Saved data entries

==============================

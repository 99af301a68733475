//! Daily post-volume analysis: load a table of posts, count them per day,
//! find spikes and show the busiest days.

pub mod app;
pub mod color;
pub mod config;
pub mod data;
pub mod state;
pub mod ui;
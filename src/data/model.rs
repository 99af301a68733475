use std::fmt;

use chrono::NaiveDate;

/// Date format used everywhere a day is shown to the user.
pub const DATE_FORMAT: &str = "%Y-%m-%d";

// ---------------------------------------------------------------------------
// Record – one row of the source table
// ---------------------------------------------------------------------------

/// A single post: the calendar date it was published and its text.
/// Any other columns in the source table are dropped by the loader.
#[derive(Debug, Clone, PartialEq, Eq)]
pub struct Record {
    pub date: NaiveDate,
    pub text: String,
}

impl Record {
    pub fn new(date: NaiveDate, text: impl Into<String>) -> Self {
        Self {
            date,
            text: text.into(),
        }
    }
}

// ---------------------------------------------------------------------------
// DailyVolume – one aggregated day
// ---------------------------------------------------------------------------

/// All posts that share one calendar date.
#[derive(Debug, Clone, PartialEq, Eq)]
pub struct DailyVolume {
    pub date: NaiveDate,
    /// Number of posts on `date`; always equals `texts.len()`.
    pub volume: usize,
    /// Post texts in source order.
    pub texts: Vec<String>,
}

impl DailyVolume {
    pub fn date_label(&self) -> String {
        self.date.format(DATE_FORMAT).to_string()
    }
}

/// `日期: YYYY-MM-DD | 聲量: <count>`
impl fmt::Display for DailyVolume {
    fn fmt(&self, f: &mut fmt::Formatter<'_>) -> fmt::Result {
        write!(f, "日期: {} | 聲量: {}", self.date_label(), self.volume)
    }
}

// ---------------------------------------------------------------------------
// DailySeries – the ordered daily time series
// ---------------------------------------------------------------------------

/// Daily volumes ordered by strictly increasing date.
///
/// Only built through [`crate::data::aggregate::aggregate_daily`] or by
/// slicing an existing series, so the ordering invariant always holds.
#[derive(Debug, Clone, Default, PartialEq, Eq)]
pub struct DailySeries {
    pub(crate) days: Vec<DailyVolume>,
}

impl DailySeries {
    pub fn days(&self) -> &[DailyVolume] {
        &self.days
    }

    pub fn get(&self, index: usize) -> Option<&DailyVolume> {
        self.days.get(index)
    }

    /// Number of distinct days.
    pub fn len(&self) -> usize {
        self.days.len()
    }

    pub fn is_empty(&self) -> bool {
        self.days.is_empty()
    }

    /// The volume column, in date order.
    pub fn volumes(&self) -> Vec<usize> {
        self.days.iter().map(|d| d.volume).collect()
    }

    /// Sum of all daily volumes (= number of records aggregated).
    pub fn total_volume(&self) -> usize {
        self.days.iter().map(|d| d.volume).sum()
    }

    pub fn first_date(&self) -> Option<NaiveDate> {
        self.days.first().map(|d| d.date)
    }

    pub fn last_date(&self) -> Option<NaiveDate> {
        self.days.last().map(|d| d.date)
    }

    /// Indices of the `n` highest-volume days, highest first.
    /// Equal volumes keep date order (earlier day first).
    pub fn top_n(&self, n: usize) -> Vec<usize> {
        let mut order: Vec<usize> = (0..self.days.len()).collect();
        // stable sort keeps ties in table order
        order.sort_by(|&a, &b| self.days[b].volume.cmp(&self.days[a].volume));
        order.truncate(n);
        order
    }
}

==============================

:: Work required ::
Write the entries out again exactly.

:: Answer space ::
repository 99af301a68733475
//! Daily post-volume analysis: load a table of posts, count them per day,
//! find spikes and show the busiest days.

pub mod app;
pub mod color;
pub mod config;
pub mod data;
pub mod state;
pub mod ui;
filename src/data/model.rs
repository 99af301a68733475
use std::fmt;

use chrono::NaiveDate;

/// Date format used everywhere a day is shown to the user.
pub const DATE_FORMAT: &str = "%Y-%m-%d";

// ---------------------------------------------------------------------------
// Record – one row of the source table
// ---------------------------------------------------------------------------

/// A single post: the calendar date it was published and its text.
/// Any other columns in the source table are dropped by the loader.
#[derive(Debug, Clone, PartialEq, Eq)]
pub struct Record {
    pub date: NaiveDate,
    pub text: String,
}

impl Record {
    pub fn new(date: NaiveDate, text: impl Into<String>) -> Self {
        Self {
            date,
            text: text.into(),
        }
    }
}

// ---------------------------------------------------------------------------
// DailyVolume – one aggregated day
// ---------------------------------------------------------------------------

/// All posts that share one calendar date.
#[derive(Debug, Clone, PartialEq, Eq)]
pub struct DailyVolume {
    pub date: NaiveDate,
    /// Number of posts on `date`; always equals `texts.len()`.
    pub volume: usize,
    /// Post texts in source order.
    pub texts: Vec<String>,
}

impl DailyVolume {
    pub fn date_label(&self) -> String {
        self.date.format(DATE_FORMAT).to_string()
    }
}

/// `日期: YYYY-MM-DD | 聲量: <count>`
impl fmt::Display for DailyVolume {
    fn fmt(&self, f: &mut fmt::Formatter<'_>) -> fmt::Result {
        write!(f, "日期: {} | 聲量: {}", self.date_label(), self.volume)
    }
}

// ---------------------------------------------------------------------------
// DailySeries – the ordered daily time series
// ---------------------------------------------------------------------------

/// Daily volumes ordered by strictly increasing date.
///
/// Only built through [`crate::data::aggregate::aggregate_daily`] or by
/// slicing an existing series, so the ordering invariant always holds.
#[derive(Debug, Clone, Default, PartialEq, Eq)]
pub struct DailySeries {
    pub(crate) days: Vec<DailyVolume>,
}

impl DailySeries {
    pub fn days(&self) -> &[DailyVolume] {
        &self.days
    }

    pub fn get(&self, index: usize) -> Option<&DailyVolume> {
        self.days.get(index)
    }

    /// Number of distinct days.
    pub fn len(&self) -> usize {
        self.days.len()
    }

    pub fn is_empty(&self) -> bool {
        self.days.is_empty()
    }

    /// The volume column, in date order.
    pub fn volumes(&self) -> Vec<usize> {
        self.days.iter().map(|d| d.volume).collect()
    }

    /// Sum of all daily volumes (= number of records aggregated).
    pub fn total_volume(&self) -> usize {
        self.days.iter().map(|d| d.volume).sum()
    }

    pub fn first_date(&self) -> Option<NaiveDate> {
        self.days.first().map(|d| d.date)
    }

    pub fn last_date(&self) -> Option<NaiveDate> {
        self.days.last().map(|d| d.date)
    }

    /// Indices of the `n` highest-volume days, highest first.
    /// Equal volumes keep date order (earlier day first).
    pub fn top_n(&self, n: usize) -> Vec<usize> {
        let mut order: Vec<usize> = (0..self.days.len()).collect();
        // stable sort keeps ties in table order
        order.sort_by(|&a, &b| self.days[b].volume.cmp(&self.days[a].volume));
        order.truncate(n);
        order
    }
}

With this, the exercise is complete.